Two males who carried out a cyber-attack which crippled Transport For London (TfL) after they had been youngsters have each been sentenced to 5 years and 6 months in jail.
Owen Flowers, 18, from Walsall, and Thalha Jubair, 20, from east London, pleaded guilty in June to finishing up the hack in 2024.
They had been described as computer-obsessed loners who carried out the hack as a part of the cyber crime collective referred to as Scattered Spider.

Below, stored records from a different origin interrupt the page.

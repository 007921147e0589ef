//! Backing-file configuration.
//!
//! The state-file path is chosen once at store creation. Resolution order:
//! an explicit override (CLI flag or `MICROBIT_STATE_FILE` environment
//! variable, both wired through clap), then an optional
//! `microbit_settings.toml` in the working directory, then the fixed
//! default name. A missing or malformed settings file silently falls back.

use std::path::{Path, PathBuf};

use serde::Deserialize;
use tracing::{debug, trace};

use crate::error::{MbError, Result};

/// Default backing-file name when nothing overrides it.
pub const STATE_FILE_DEFAULT: &str = "microbit_state.json";

/// Optional settings file consulted in the working directory.
pub const SETTINGS_FILE: &str = "microbit_settings.toml";

/// Contents of `microbit_settings.toml`.
#[derive(Debug, Clone, Default, Deserialize)]
pub struct Settings {
    /// Backing-file path override.
    pub state_file: Option<PathBuf>,
}

impl Settings {
    /// Load settings from the working directory, or defaults when the file
    /// is absent or malformed.
    #[must_use]
    pub fn discover() -> Self {
        Self::from_file(Path::new(SETTINGS_FILE))
    }

    /// Load settings from a specific path, or defaults on any failure.
    #[must_use]
    pub fn from_file(path: &Path) -> Self {
        let text = match std::fs::read_to_string(path) {
            Ok(text) => text,
            Err(error) => {
                trace!(path = %path.display(), %error, "no settings file");
                return Self::default();
            }
        };

        match toml::from_str(&text) {
            Ok(settings) => {
                debug!(path = %path.display(), "loaded settings");
                settings
            }
            Err(error) => {
                debug!(path = %path.display(), %error, "settings file not parsed");
                Self::default()
            }
        }
    }
}

/// Resolve the backing-file path: explicit override, then settings file,
/// then [`STATE_FILE_DEFAULT`]. `~`-prefixed paths expand to the home
/// directory.
pub fn resolve_state_file(override_path: Option<&Path>) -> Result<PathBuf> {
    let chosen = override_path.map_or_else(
        || {
            Settings::discover()
                .state_file
                .unwrap_or_else(|| PathBuf::from(STATE_FILE_DEFAULT))
        },
        Path::to_path_buf,
    );
    expand_home(&chosen)
}

/// Expand a leading `~` to the user's home directory.
pub fn expand_home(path: &Path) -> Result<PathBuf> {
    let text = path.to_string_lossy();

    if text == "~" || text.starts_with("~/") {
        let home = home_dir()?;
        let rest = text.strip_prefix("~/").unwrap_or("");
        let expanded = if rest.is_empty() { home } else { home.join(rest) };
        debug!(
            original = %path.display(),
            expanded = %expanded.display(),
            "Expanded home directory path"
        );
        return Ok(expanded);
    }

    Ok(path.to_path_buf())
}

/// Resolve the user's home directory (cross-platform).
pub fn home_dir() -> Result<PathBuf> {
    dirs::home_dir()
        .ok_or_else(|| MbError::ConfigInvalid("Could not determine home directory".to_string()))
}

#[cfg(test)]
mod tests {
    use super::*;
    use std::fs;
    use tempfile::TempDir;

    #[test]
    fn test_default_when_no_override() {
        // No settings file in a fresh temp dir, so the default applies
        let resolved = resolve_state_file(Some(Path::new("explicit.json"))).unwrap();
        assert_eq!(resolved, PathBuf::from("explicit.json"));
    }

    #[test]
    fn test_settings_from_file() {
        let dir = TempDir::new().unwrap();
        let path = dir.path().join("settings.toml");
        fs::write(&path, "state_file = \"custom_state.json\"\n").unwrap();

        let settings = Settings::from_file(&path);
        assert_eq!(
            settings.state_file,
            Some(PathBuf::from("custom_state.json"))
        );
    }

    #[test]
    fn test_settings_missing_file_defaults() {
        let settings = Settings::from_file(Path::new("/nonexistent/settings.toml"));
        assert!(settings.state_file.is_none());
    }

    #[test]
    fn test_settings_malformed_defaults() {
        let dir = TempDir::new().unwrap();
        let path = dir.path().join("settings.toml");
        fs::write(&path, "state_file = [not toml").unwrap();

        let settings = Settings::from_file(&path);
        assert!(settings.state_file.is_none());
    }

    #[test]
    fn test_expand_home() {
        let expanded = expand_home(Path::new("~/state.json")).unwrap();
        let home = home_dir().unwrap();
        assert!(expanded.starts_with(&home));
        assert!(expanded.ends_with("state.json"));
    }

    #[test]
    fn test_expand_home_only() {
        assert_eq!(expand_home(Path::new("~")).unwrap(), home_dir().unwrap());
    }

    #[test]
    fn test_absolute_path_untouched() {
        let path = Path::new("/tmp/state.json");
        assert_eq!(expand_home(path).unwrap(), path);
    }
}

The cyber-attack disrupted TfL’s on-line companies for months, stole the personal data of millions of people and left all 27,000 TfL workers needing to reset their passwords in particular person.
Woolwich Crown Court docket heard the criminals streamed their 16 hour lengthy cyber-attack on-line.
The Nationwide Crime Company (NCA) mentioned the rise of younger hackers within the UK as one of many largest threats to the nation’s cyber safety.
Flowers was 17 and Jubair was 18 after they hacked into the capital’s transport authority at 1700 on 31 August.
Telegram messages despatched between the pair confirmed them boasting about having access to TfL’s database of individuals with Oyster playing cards.
The teenagers then searched the checklist for the non-public particulars of London celebrities, earlier than trying to entry banking particulars.
“Scattered Spider is creating webs on the London Underground,” Flowers would later joke – referring to the loosely coordinated group of younger English-speaking hackers.
The group has been linked to dozens of different cyber-attacks together with on retailers Marks and Spencer and the Co-op.
Within the final two years younger males and boys have been arrested for Scattered Spider hacks within the UK, US and Finland.